“Get off!” he shouted, twisting desperately. Sean Mulligan’s heavy, sweaty body had him pinned against his locker.
Sean laughed, slammed his forearm into the back of Kary’s head, and swaggered off.
Kary trembled with rage. Bile rose in his throat. He fought the tears that threatened furiously.
For weeks, Sean had kicked, hit, shoved and ridiculed him. Kary lived in terror of the next attack. It was ridiculous to think of fighting back; Sean had put kids in the hospital. He outweighed Kary by fifty pounds and towered over him.
Besides, I’m supposed to turn the other cheek, right Lord? Kary kicked his locker closed with a bang. How long do I have to be his punching bag? was his inward scream.
Suddenly, Kary saw the lion. It was pacing and panting behind bars in his mind, he’d seen it ever since the harassment began. "Why, Lord? I feel trapped…am I the lion?"
There was no answer. Kary got detention for being late. He refused to provoke further torture by reporting Sean.
Band was Kary’s last class. He loved music, but it was part of his problem. He played the flute, like his mother. Many of the boys, Sean in particular, didn’t feel this was a sufficiently masculine instrument.
Sean smacked the back of Kary’s head with his drumsticks on his way to the back of the room. Kary clenched his jaw and took out his instrument.
He played poorly, thinking of caged lions and plotting his escape. When class ended, he crammed his flute into its case, but he was not fast enough.
“What’s the matter, Kary?” Sean drawled. “Having trouble putting your flute away?” Sean hit the case in Kary’s hands, knocking the instrument loose.
Kary barely knew what happened. Everything went dim. His flute and then his body flew into Sean. From what seemed a great distance, he heard a cry and a crash.
Strong arms pulled him away and held him tight. “Calm down, son,” said the band director.
Kary’s fog cleared. He saw Sean’s huge body, unconscious on the floor. His head must have struck the podium.
“Is he all right?” Kary gasped.
“I don’t know,” Mr. Alder said. He released Kary and went to tend his victim.
“Lord, I’m sorry,” Kary prayed quietly as he watched. His body trembled with shock and grief. “Please let him be okay. Please help me make this right.”

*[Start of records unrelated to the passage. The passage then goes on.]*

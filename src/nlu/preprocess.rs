//! # Forbehandling — Dansk Tokenisering og Stopord
//!
//! Ren funktion fra rå ytring til tokenstrøm:
//!
//! 1. Unicode-normalisering (NFC) så komponerede og dekomponerede
//!    æ/ø/å-varianter behandles ens.
//! 2. Små bogstaver.
//! 3. Opdeling på alt der ikke er alfanumerisk.
//! 4. Fjernelse af danske stopord.
//!
//! Samme input giver altid samme output — forbehandlingen er begrebsligt
//! en del af klassifikator-artefakterne, så en genindlæst klassifikator
//! anvender nøjagtig samme trin som den blev trænet med.

use unicode_normalization::UnicodeNormalization;

/// Danske stopord. Fjernes før vektorisering — de bærer ingen
/// intent-information men dominerer frekvensstatistikken.
pub const DANISH_STOPWORDS: &[&str] = &[
    "ad", "af", "alle", "alt", "anden", "at", "blev", "blive", "bliver", "da", "de", "dem", "den",
    "denne", "der", "deres", "det", "dette", "dig", "din", "disse", "dog", "du", "efter", "eller",
    "en", "end", "er", "et", "for", "fra", "ham", "han", "hans", "har", "havde", "have", "hende",
    "hendes", "her", "hos", "hun", "hvis", "hvor", "i", "ikke", "ind", "jeg", "jer", "jo", "kunne",
    "man", "mange", "med", "meget", "men", "mig", "min", "mine", "mit", "mod", "ned", "noget",
    "nogle", "nu", "når", "og", "også", "om", "op", "os", "over", "selv", "sig", "sin", "sine",
    "sit", "skulle", "som", "sådan", "thi", "til", "ud", "under", "var", "vi", "vil", "ville",
    "vor", "været",
];

/// Forbehandler en ytring til en tokenstrøm.
///
/// Returnerer en tom liste hvis ytringen kun består af stopord,
/// tegnsætning eller ingenting — kalderen afgør hvad det betyder
/// (klassifikatoren logger den og svarer "ukendt").
pub fn preprocess(text: &str) -> Vec<String> {
    let normalized: String = text.nfc().collect::<String>().to_lowercase();
    normalized
        .split(|c: char| !c.is_alphanumeric())
        .filter(|token| !token.is_empty())
        .filter(|token| !DANISH_STOPWORDS.contains(token))
        .map(|token| token.to_string())
        .collect()
}

#[cfg(test)]
mod tests {
    use super::*;

    #[test]
    fn lowercases_and_splits() {
        assert_eq!(preprocess("Hvad ER Klokken?"), vec!["hvad", "klokken"]);
    }

    #[test]
    fn removes_stopwords() {
        // "er", "det", "i" er stopord; "hvordan", "vejret", "dag" bevares.
        assert_eq!(
            preprocess("hvordan er vejret i dag"),
            vec!["hvordan", "vejret", "dag"]
        );
    }

    #[test]
    fn danish_letters_survive() {
        assert_eq!(preprocess("Åbn sætningen"), vec!["åbn", "sætningen"]);
    }

    #[test]
    fn punctuation_only_yields_empty() {
        assert!(preprocess("?!...").is_empty());
        assert!(preprocess("").is_empty());
    }

    #[test]
    fn stopwords_only_yields_empty() {
        assert!(preprocess("og det er jo").is_empty());
    }

    #[test]
    fn deterministic() {
        let a = preprocess("Gem en note om købe mælk");
        let b = preprocess("Gem en note om købe mælk");
        assert_eq!(a, b);
    }

    #[test]
    fn nfc_normalization_unifies_variants() {
        // "å" komponeret vs. "a" + kombinerende ring.
        let composed = "\u{00e5}bn";
        let decomposed = "a\u{030a}bn";
        assert_eq!(preprocess(composed), preprocess(decomposed));
    }
}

Hours later, Kary sat in his car in the hospital parking lot--his stomach a pit of boiling acid. He wished he could vanish. “Lord, I’m sorry I hurt Sean. Please, help me face him.” He took a deep breath and left the safety of his car.
Jonas Mulligan met him at the door to Sean’s room. “You did this,” he said, recognizing Kary.
Kary forced himself to look at Sean’s father. He was a large, powerful looking man. “Mr. Mulligan, I came to apologize. I didn’t mean to hurt Sean.”
Jonas turned red and looked down. “Sean told me he had it coming,” he muttered. “He has been angry since his mom and I broke up…mean. I’m sorry he’s been hasseling you. You can see him.”
“Thanks,” Kary said, the knot in his stomach loosening a bit.
He pushed the door open. Sean was lying in bed, staring at the ceiling. He looked smaller in the hospital than he did at school.
Kary cleared his throat and said, “Sean, I’m sorry.”
Sean’s head snapped in his direction. He looked surprised. “You’re apologizing to me?”
“Yes. Will you forgive me?”
“Why do you care?” Sean asked. His face was red and his voice was husky.
“I believe in God. I’m supposed to treat others the way I want to be treated.”
Sean looked at Kary for a minute without saying anything. Finally, he cleared his throat and said, “I used to believe in God. I prayed He would keep my family together, but He didn’t do it.” He paused, then almost yelled, “Why didn’t He do it?”
Suddenly, Kary understood. Sean was the lion. The bars of his cage were anger.
His mind whirled. He took a deep breath and answered carefully, feeling almost as if the words were not his own, “You have attacked me for weeks, Sean. It made me mad; it wasn’t fair, but it wasn’t God’s fault. I don’t think God makes people do anything,” he continued. “We make choices and sometimes they’re bad. Like me, today. It isn’t God’s fault I knocked you out.”
Sean suddenly started to laugh, startling Kary. “I’m not so sure,” he said. “You think you did that all by yourself?”
Weak and giddy with relief, Kary laughed too.
In his mind, he saw a cage crack open.